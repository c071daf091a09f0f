//! Connection lifecycle manager
//!
//! One task per [`super::StreamHandle`] owns the live connection and the
//! retry counter. Nothing else touches either.
//!
//! ## State Machine
//!
//! ```text
//!            first subscriber
//!   Idle ───────────────────────▶ Connecting ──────▶ Connected
//!    ▲                               ▲   │               │
//!    │ last subscriber gone          │   │ failure       │ error / remote close
//!    │                               │   ▼               ▼
//!    └───────────────────────────────┴── Closing(cause) ◀┘
//!                     backoff elapsed        │
//!                                            │ budget exhausted / fatal
//!                     close()                ▼
//!   (any state) ───────────────────────▶   Closed
//! ```
//!
//! While no connection is live, outgoing messages are discarded.

use super::hub::MessageHub;
use super::queue::QueueReceiver;
use super::{CloseCause, ConnectionState, StreamEvent};
use crate::backoff::BackoffPolicy;
use crate::error::{StreamError, TransportError};
use crate::transport::{Connection, Connector, Frame, is_fatal_close_code};
use serde::de::DeserializeOwned;
use std::sync::Arc;
use std::time::Duration;
use tokio::sync::{mpsc, watch};
use tracing::{debug, error, info, warn};
use url::Url;

enum ConnectOutcome {
    Connected(Box<dyn Connection>),
    Failed(TransportError),
    Shutdown,
}

enum SessionOutcome {
    /// The handle was closed
    Shutdown,
    /// Every subscriber went away
    Idle,
    /// The connection failed or was closed by the peer
    Failed {
        error: TransportError,
        cause: CloseCause,
    },
}

pub(crate) struct Lifecycle<In> {
    pub(crate) resource: String,
    pub(crate) url: Url,
    pub(crate) connector: Arc<dyn Connector>,
    pub(crate) backoff: BackoffPolicy,
    pub(crate) max_attempts: Option<u32>,
    pub(crate) queue: QueueReceiver,
    pub(crate) hub: Arc<MessageHub<In>>,
    pub(crate) demand: watch::Receiver<usize>,
    pub(crate) state: watch::Sender<ConnectionState>,
    pub(crate) events: mpsc::Sender<StreamEvent>,
    /// Consecutive reconnect attempts since the last received payload
    pub(crate) retries: u32,
}

impl<In> Lifecycle<In>
where
    In: DeserializeOwned + Clone + Send + Sync + 'static,
{
    /// Drive the stream until it is closed or gives up
    pub(crate) async fn run(mut self) {
        'idle: loop {
            if !self.await_demand().await {
                break;
            }

            loop {
                self.set_state(ConnectionState::Connecting);
                self.emit(StreamEvent::ConnectAttempt {
                    attempt: self.retries,
                });
                info!(
                    resource = %self.resource,
                    url = %self.url,
                    attempt = self.retries,
                    transport = self.connector.transport_name(),
                    "Connecting stream"
                );

                let outcome = match self.connect().await {
                    ConnectOutcome::Shutdown => break 'idle,
                    ConnectOutcome::Failed(error) => SessionOutcome::Failed {
                        error,
                        cause: CloseCause::Error,
                    },
                    ConnectOutcome::Connected(conn) => self.run_session(conn).await,
                };

                let (error, cause) = match outcome {
                    SessionOutcome::Shutdown => break 'idle,
                    SessionOutcome::Idle => {
                        self.go_idle();
                        continue 'idle;
                    }
                    SessionOutcome::Failed { error, cause } => (error, cause),
                };

                self.set_state(ConnectionState::Closing(cause));
                self.emit(StreamEvent::Disconnected {
                    reason: error.to_string(),
                });

                if error.is_fatal() {
                    self.terminate(StreamError::Fatal(error.to_string()));
                    return;
                }

                self.retries = self.retries.saturating_add(1);
                if let Some(max) = self.max_attempts
                    && self.retries > max
                {
                    self.terminate(StreamError::RetriesExhausted {
                        attempts: max,
                        last_error: error.to_string(),
                    });
                    return;
                }

                let delay = self.backoff.delay(self.retries);
                warn!(
                    resource = %self.resource,
                    error = %error,
                    attempt = self.retries,
                    delay_ms = delay.as_millis() as u64,
                    "Stream disconnected, reconnect scheduled"
                );
                self.emit(StreamEvent::RetryScheduled {
                    attempt: self.retries,
                    delay,
                });

                if !self.wait_backoff(delay).await {
                    break 'idle;
                }

                if *self.demand.borrow() == 0 {
                    self.go_idle();
                    continue 'idle;
                }
            }
        }

        self.shutdown();
    }

    /// Wait until at least one subscriber exists
    ///
    /// Returns `false` if the handle is closed first.
    async fn await_demand(&mut self) -> bool {
        loop {
            if *self.demand.borrow_and_update() > 0 {
                return true;
            }

            tokio::select! {
                changed = self.demand.changed() => {
                    if changed.is_err() {
                        return false;
                    }
                }
                message = self.queue.recv() => match message {
                    Some(_) => self.discard_unsent(),
                    None => return false,
                },
            }
        }
    }

    async fn connect(&mut self) -> ConnectOutcome {
        let connector = Arc::clone(&self.connector);
        let url = self.url.clone();
        let attempt = async move { connector.connect(&url).await };
        tokio::pin!(attempt);

        loop {
            tokio::select! {
                result = &mut attempt => {
                    return match result {
                        Ok(conn) => ConnectOutcome::Connected(conn),
                        Err(error) => ConnectOutcome::Failed(error),
                    };
                }
                message = self.queue.recv() => match message {
                    Some(_) => self.discard_unsent(),
                    None => return ConnectOutcome::Shutdown,
                },
            }
        }
    }

    async fn run_session(&mut self, mut conn: Box<dyn Connection>) -> SessionOutcome {
        self.set_state(ConnectionState::Connected);
        self.emit(StreamEvent::Connected);
        info!(resource = %self.resource, "Stream connected");

        loop {
            tokio::select! {
                message = self.queue.recv() => match message {
                    Some(text) => {
                        if let Err(error) = conn.send_text(text).await {
                            conn.close().await;
                            return SessionOutcome::Failed {
                                error,
                                cause: CloseCause::Error,
                            };
                        }
                        debug!(resource = %self.resource, "Message sent");
                        self.emit(StreamEvent::MessageSent);
                    }
                    None => {
                        conn.close().await;
                        return SessionOutcome::Shutdown;
                    }
                },

                changed = self.demand.changed() => {
                    if changed.is_ok() && *self.demand.borrow_and_update() == 0 {
                        info!(resource = %self.resource, "No subscribers left, closing stream socket");
                        conn.close().await;
                        return SessionOutcome::Idle;
                    }
                }

                frame = conn.recv() => match frame {
                    Some(Ok(Frame::Text(text))) => match serde_json::from_str::<In>(&text) {
                        Ok(payload) => {
                            self.retries = 0;
                            debug!(resource = %self.resource, bytes = text.len(), "Message received");
                            self.hub.publish(payload);
                            self.emit(StreamEvent::MessageReceived);
                        }
                        Err(e) => {
                            warn!(resource = %self.resource, error = %e, "Undecodable payload");
                            conn.close().await;
                            return SessionOutcome::Failed {
                                error: TransportError::Protocol(format!("undecodable payload: {}", e)),
                                cause: CloseCause::Error,
                            };
                        }
                    },
                    Some(Ok(Frame::Close { code, reason })) => {
                        let fatal = is_fatal_close_code(code);
                        let description = match code {
                            Some(code) => format!("closed by server (code {}): {}", code, reason),
                            None => format!("closed by server: {}", reason),
                        };
                        let error = if fatal {
                            TransportError::Fatal(description)
                        } else {
                            TransportError::Io(description)
                        };
                        return SessionOutcome::Failed {
                            error,
                            cause: CloseCause::RemoteClose,
                        };
                    }
                    Some(Err(error)) => {
                        conn.close().await;
                        return SessionOutcome::Failed {
                            error,
                            cause: CloseCause::Error,
                        };
                    }
                    None => {
                        return SessionOutcome::Failed {
                            error: TransportError::Io("connection ended".to_string()),
                            cause: CloseCause::RemoteClose,
                        };
                    }
                },
            }
        }
    }

    /// Sleep for `delay` while discarding outgoing messages
    ///
    /// Returns `false` if the handle is closed first.
    async fn wait_backoff(&mut self, delay: Duration) -> bool {
        let sleep = tokio::time::sleep(delay);
        tokio::pin!(sleep);

        loop {
            tokio::select! {
                _ = &mut sleep => return true,
                message = self.queue.recv() => match message {
                    Some(_) => self.discard_unsent(),
                    None => return false,
                },
            }
        }
    }

    fn go_idle(&mut self) {
        self.retries = 0;
        self.set_state(ConnectionState::Idle);
        self.emit(StreamEvent::Idle);
        info!(resource = %self.resource, "Stream idle");
    }

    fn terminate(&mut self, error: StreamError) {
        error!(resource = %self.resource, error = %error, "Stream terminated");
        self.set_state(ConnectionState::Closed);
        self.emit(StreamEvent::TerminalFailure {
            error: error.clone(),
        });
        self.hub.fail(error);
    }

    fn shutdown(&mut self) {
        self.set_state(ConnectionState::Closed);
        self.hub.complete();
        self.emit(StreamEvent::Closed);
        info!(resource = %self.resource, "Stream closed");
    }

    fn discard_unsent(&self) {
        debug!(resource = %self.resource, "No live connection, message dropped");
        self.emit(StreamEvent::MessageDropped);
    }

    fn set_state(&self, state: ConnectionState) {
        self.state.send_replace(state);
    }

    fn emit(&self, event: StreamEvent) {
        match self.events.try_send(event) {
            Ok(()) => {}
            Err(mpsc::error::TrySendError::Full(_)) => {
                warn!(
                    resource = %self.resource,
                    "Event channel full, dropping event. Consider increasing event_channel_capacity."
                );
            }
            // Nobody is listening for diagnostics.
            Err(mpsc::error::TrySendError::Closed(_)) => {}
        }
    }
}
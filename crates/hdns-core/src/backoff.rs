//! Reconnect backoff policy
//!
//! Exponential delay between reconnect attempts, capped at a maximum and
//! spread by a bounded jitter so that many clients reconnecting to the same
//! backend do not retry in lockstep.

use std::time::{Duration, SystemTime, UNIX_EPOCH};

/// Exponential backoff with cap and jitter.
///
/// For attempt `n >= 1` the delay is `min(max_delay, base * 2^(n-1))` plus a
/// jitter in `[0, jitter)`.
#[derive(Debug, Clone, Copy, PartialEq, Eq)]
pub struct BackoffPolicy {
    /// Delay before the first reconnect attempt
    pub base: Duration,
    /// Upper bound for the exponential part of the delay
    pub max_delay: Duration,
    /// Exclusive upper bound of the random offset added to each delay
    pub jitter: Duration,
}

impl BackoffPolicy {
    /// Create a new policy
    pub fn new(base: Duration, max_delay: Duration, jitter: Duration) -> Self {
        Self {
            base,
            max_delay,
            jitter,
        }
    }

    /// Exponential part of the delay for the given 1-based attempt.
    ///
    /// Attempt `0` is treated as attempt `1`.
    pub fn base_delay(&self, attempt: u32) -> Duration {
        let exponent = attempt.saturating_sub(1).min(31);
        self.base
            .saturating_mul(1u32 << exponent)
            .min(self.max_delay)
    }

    /// Full delay for the given 1-based attempt, jitter included
    pub fn delay(&self, attempt: u32) -> Duration {
        self.base_delay(attempt) + jitter_duration(self.jitter, attempt)
    }

    /// Largest delay this policy can ever produce
    pub fn upper_bound(&self) -> Duration {
        self.max_delay.max(self.base) + self.jitter
    }
}

impl Default for BackoffPolicy {
    fn default() -> Self {
        Self {
            base: Duration::from_millis(1_000),
            max_delay: Duration::from_millis(30_000),
            jitter: Duration::from_millis(300),
        }
    }
}

fn jitter_duration(max_jitter: Duration, attempt: u32) -> Duration {
    let limit_nanos = max_jitter.as_nanos().min(u64::MAX as u128) as u64;
    if limit_nanos == 0 {
        return Duration::ZERO;
    }

    let now_nanos = SystemTime::now()
        .duration_since(UNIX_EPOCH)
        .unwrap_or_default()
        .subsec_nanos() as u64;
    let mixed = now_nanos ^ (u64::from(attempt).wrapping_mul(0x9E37_79B9_7F4A_7C15));
    Duration::from_nanos(mixed % limit_nanos)
}
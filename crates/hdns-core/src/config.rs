//! Configuration types for the hdns client
//!
//! This module defines all configuration structures used throughout the crate.

use crate::backoff::BackoffPolicy;
use serde::{Deserialize, Serialize};
use std::time::Duration;

/// Main client configuration
#[derive(Debug, Clone, Serialize, Deserialize)]
pub struct ClientConfig {
    /// Base URL of the hdns REST API (e.g. `http://localhost:8080/api/`)
    #[serde(default = "default_api_url")]
    pub api_url: String,

    /// Real-time stream settings
    #[serde(default)]
    pub stream: StreamConfig,

    /// API availability monitoring settings
    #[serde(default)]
    pub health: HealthConfig,

    /// Notification center settings
    #[serde(default)]
    pub notify: NotifyConfig,
}

impl ClientConfig {
    /// Create a new configuration with defaults
    pub fn new() -> Self {
        Self {
            api_url: default_api_url(),
            stream: StreamConfig::default(),
            health: HealthConfig::default(),
            notify: NotifyConfig::default(),
        }
    }

    /// Validate the configuration
    pub fn validate(&self) -> Result<(), crate::Error> {
        if self.api_url.trim().is_empty() {
            return Err(crate::Error::config("API URL cannot be empty"));
        }

        self.stream.validate()?;
        self.health.validate()?;
        self.notify.validate()?;

        Ok(())
    }
}

impl Default for ClientConfig {
    fn default() -> Self {
        Self::new()
    }
}

/// Reconnecting stream configuration
#[derive(Debug, Clone, Serialize, Deserialize)]
pub struct StreamConfig {
    /// Delay before the first reconnect attempt (in milliseconds)
    #[serde(default = "default_backoff_base_ms")]
    pub backoff_base_ms: u64,

    /// Upper bound of the exponential reconnect delay (in milliseconds)
    #[serde(default = "default_max_backoff_ms")]
    pub max_backoff_ms: u64,

    /// Exclusive upper bound of the random jitter (in milliseconds)
    #[serde(default = "default_jitter_ms")]
    pub jitter_ms: u64,

    /// Maximum consecutive reconnect attempts
    ///
    /// `None` retries forever. Once exhausted the message stream ends with a
    /// terminal error.
    #[serde(default)]
    pub max_attempts: Option<u32>,

    /// Capacity of the diagnostic event channel
    ///
    /// When full, new events are dropped (with a warning log).
    #[serde(default = "default_event_channel_capacity")]
    pub event_channel_capacity: usize,

    /// Number of payloads buffered per subscriber before it starts skipping
    #[serde(default = "default_message_buffer")]
    pub message_buffer: usize,
}

impl StreamConfig {
    /// Backoff policy derived from this configuration
    pub fn backoff(&self) -> BackoffPolicy {
        BackoffPolicy::new(
            Duration::from_millis(self.backoff_base_ms),
            Duration::from_millis(self.max_backoff_ms),
            Duration::from_millis(self.jitter_ms),
        )
    }

    /// Validate the stream configuration
    pub fn validate(&self) -> Result<(), crate::Error> {
        if self.backoff_base_ms == 0 {
            return Err(crate::Error::config("Backoff base must be > 0"));
        }
        if self.max_backoff_ms < self.backoff_base_ms {
            return Err(crate::Error::config(
                "Maximum backoff must not be smaller than the backoff base",
            ));
        }
        if self.event_channel_capacity == 0 {
            return Err(crate::Error::config("Event channel capacity must be > 0"));
        }
        if self.message_buffer == 0 {
            return Err(crate::Error::config("Message buffer must be > 0"));
        }
        Ok(())
    }
}

impl Default for StreamConfig {
    fn default() -> Self {
        Self {
            backoff_base_ms: default_backoff_base_ms(),
            max_backoff_ms: default_max_backoff_ms(),
            jitter_ms: default_jitter_ms(),
            max_attempts: None,
            event_channel_capacity: default_event_channel_capacity(),
            message_buffer: default_message_buffer(),
        }
    }
}

/// API availability monitoring configuration
#[derive(Debug, Clone, Serialize, Deserialize)]
pub struct HealthConfig {
    /// Delay before the first probe (in milliseconds)
    #[serde(default = "default_initial_delay_ms")]
    pub initial_delay_ms: u64,

    /// Probe interval while the API is reachable (in seconds)
    #[serde(default = "default_connected_interval_secs")]
    pub connected_interval_secs: u64,

    /// Probe interval while the API is unreachable (in seconds)
    #[serde(default = "default_disconnected_interval_secs")]
    pub disconnected_interval_secs: u64,

    /// Upper bound for a single probe (in seconds)
    #[serde(default = "default_probe_timeout_secs")]
    pub probe_timeout_secs: u64,

    /// Optional periodic refresh trigger (in seconds, 10..=300)
    #[serde(default)]
    pub refresh_interval_secs: Option<u64>,

    /// Capacity of the monitor event channel
    #[serde(default = "default_monitor_channel_capacity")]
    pub event_channel_capacity: usize,
}

impl HealthConfig {
    /// Delay before the first probe
    pub fn initial_delay(&self) -> Duration {
        Duration::from_millis(self.initial_delay_ms)
    }

    /// Probe interval for the given connectivity
    pub fn interval(&self, connected: bool) -> Duration {
        if connected {
            Duration::from_secs(self.connected_interval_secs)
        } else {
            Duration::from_secs(self.disconnected_interval_secs)
        }
    }

    /// Upper bound for a single probe
    pub fn probe_timeout(&self) -> Duration {
        Duration::from_secs(self.probe_timeout_secs)
    }

    /// Periodic refresh interval, if enabled
    pub fn refresh_interval(&self) -> Option<Duration> {
        self.refresh_interval_secs.map(Duration::from_secs)
    }

    /// Validate the health configuration
    pub fn validate(&self) -> Result<(), crate::Error> {
        if self.connected_interval_secs == 0 || self.disconnected_interval_secs == 0 {
            return Err(crate::Error::config("Probe intervals must be > 0"));
        }
        if self.probe_timeout_secs == 0 {
            return Err(crate::Error::config("Probe timeout must be > 0"));
        }
        if let Some(refresh) = self.refresh_interval_secs
            && !(10..=300).contains(&refresh)
        {
            return Err(crate::Error::config(format!(
                "Refresh interval must be between 10 and 300 seconds. Got: {}",
                refresh
            )));
        }
        if self.event_channel_capacity == 0 {
            return Err(crate::Error::config("Event channel capacity must be > 0"));
        }
        Ok(())
    }
}

impl Default for HealthConfig {
    fn default() -> Self {
        Self {
            initial_delay_ms: default_initial_delay_ms(),
            connected_interval_secs: default_connected_interval_secs(),
            disconnected_interval_secs: default_disconnected_interval_secs(),
            probe_timeout_secs: default_probe_timeout_secs(),
            refresh_interval_secs: None,
            event_channel_capacity: default_monitor_channel_capacity(),
        }
    }
}

/// Notification center configuration
#[derive(Debug, Clone, Serialize, Deserialize)]
pub struct NotifyConfig {
    /// Maximum number of notifications shown at once
    #[serde(default = "default_max_visible")]
    pub max_visible: usize,

    /// Vertical distance between stacked notifications (in pixels)
    #[serde(default = "default_stack_spacing")]
    pub stack_spacing: u32,

    /// How long a notification stays visible (in milliseconds)
    #[serde(default = "default_notification_duration_ms")]
    pub default_duration_ms: u64,
}

impl NotifyConfig {
    /// How long a notification stays visible
    pub fn default_duration(&self) -> Duration {
        Duration::from_millis(self.default_duration_ms)
    }

    /// Validate the notification configuration
    pub fn validate(&self) -> Result<(), crate::Error> {
        if self.max_visible == 0 {
            return Err(crate::Error::config("At least one notification must be visible"));
        }
        Ok(())
    }
}

impl Default for NotifyConfig {
    fn default() -> Self {
        Self {
            max_visible: default_max_visible(),
            stack_spacing: default_stack_spacing(),
            default_duration_ms: default_notification_duration_ms(),
        }
    }
}

fn default_api_url() -> String {
    "http://localhost:8080/api/".to_string()
}

fn default_backoff_base_ms() -> u64 {
    1_000
}

fn default_max_backoff_ms() -> u64 {
    30_000
}

fn default_jitter_ms() -> u64 {
    300
}

fn default_event_channel_capacity() -> usize {
    256
}

fn default_message_buffer() -> usize {
    64
}

fn default_initial_delay_ms() -> u64 {
    300
}

fn default_connected_interval_secs() -> u64 {
    30
}

fn default_disconnected_interval_secs() -> u64 {
    5
}

fn default_probe_timeout_secs() -> u64 {
    10
}

fn default_monitor_channel_capacity() -> usize {
    64
}

fn default_max_visible() -> usize {
    3
}

fn default_stack_spacing() -> u32 {
    65
}

fn default_notification_duration_ms() -> u64 {
    5_000
}
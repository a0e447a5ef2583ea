//! Error types for matrix operations

use thiserror::Error;

/// Errors that can occur when working with transform matrices
#[derive(Debug, Clone, PartialEq, Eq, Error)]
pub enum MatrixError {
    /// The matrix has no inverse (zero determinant)
    #[error("Matrix is singular and cannot be inverted")]
    Singular,

    /// A component slice was neither a 2- nor a 3-component value
    #[error("Unsupported component count: expected 2 or 3, got {0}")]
    UnsupportedComponents(usize),
}

/// Result type for matrix operations
pub type MatrixResult<T> = Result<T, MatrixError>;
┄┄┄┄┄┄┄┄┄┄
■ **What is required**:
From the material above, copy out every line bearing the string "hdns".

■ **Solution**:
filename crates/hdns-core/src/backoff.rs
filename crates/hdns-core/src/config.rs
//! Configuration types for the hdns client
    /// Base URL of the hdns REST API (e.g. `http://localhost:8080/api/`)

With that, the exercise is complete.